El dispositivo de seguridad para la final de la Liga de Campeones que el sábado disputarán Liverpool y Tottenham en el Wanda Metropolitano contará con 4.700 efectivos, incorporará un dron y contempla la prohibición de la venta de alcohol en las zonas en las que se agruparán los 67.800 aficionados esperados.
Son algunos de los detalles que ofrecieron este martes los máximos responsables del dispositivo después de la última reunión de coordinación celebrada en la Delegación del Gobierno en Madrid, con implicación de todas las administraciones.
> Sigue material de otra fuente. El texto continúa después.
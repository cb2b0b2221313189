#[cfg(unix)]
pub mod unix;

use std::fs::Metadata;
use std::io;
use std::path::Path;

/// Reports how full the filesystem holding a path is.
pub trait UsageProbe {
    /// Used space as a percentage of total space.
    fn usage_percent(&self, path: &Path) -> io::Result<f64>;
}

/// Reads usage from the filesystem itself.
#[derive(Debug, Default, Clone, Copy)]
pub struct FsUsageProbe;

impl UsageProbe for FsUsageProbe {
    #[cfg(unix)]
    fn usage_percent(&self, path: &Path) -> io::Result<f64> {
        unix::usage_percent(path)
    }

    #[cfg(not(unix))]
    fn usage_percent(&self, _path: &Path) -> io::Result<f64> {
        Err(io::Error::new(
            io::ErrorKind::Unsupported,
            "disk usage is only available on unix",
        ))
    }
}

/// Always reports the same usage.
#[derive(Debug, Clone, Copy)]
pub struct FixedUsage(pub f64);

impl UsageProbe for FixedUsage {
    fn usage_percent(&self, _path: &Path) -> io::Result<f64> {
        Ok(self.0)
    }
}

/// Copy owner, group and mode bits from `reference` onto `target`.
#[cfg(unix)]
pub fn replicate_ownership(reference: &Metadata, target: &Path) -> io::Result<()> {
    unix::replicate_ownership(reference, target)
}

#[cfg(not(unix))]
pub fn replicate_ownership(reference: &Metadata, target: &Path) -> io::Result<()> {
    std::fs::set_permissions(target, reference.permissions())
}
Por primera vez en un operativo de seguridad de un espectáculo deportivo considerado de alto riesgo participará un dron de la Policía Nacional, que sobrevolará las inmediaciones del estadio.
Junto con la UEFA, se pondrán en marcha equipos conjuntos de información para ofrecer atención directa a los aficionados en cada una de las “fan zone”: la de Liverpool en la plaza de Felipe II y la de Tottenham en la plaza de Colón.
Además de la previsión de asistencia desde el Reino Unido de unos 16.000 aficionados con entradas facilitadas por la UEFA, también se espera la llegada de seguidores desde Benidorm (Alicante), Canarias, Baleares o la Costa del Sol.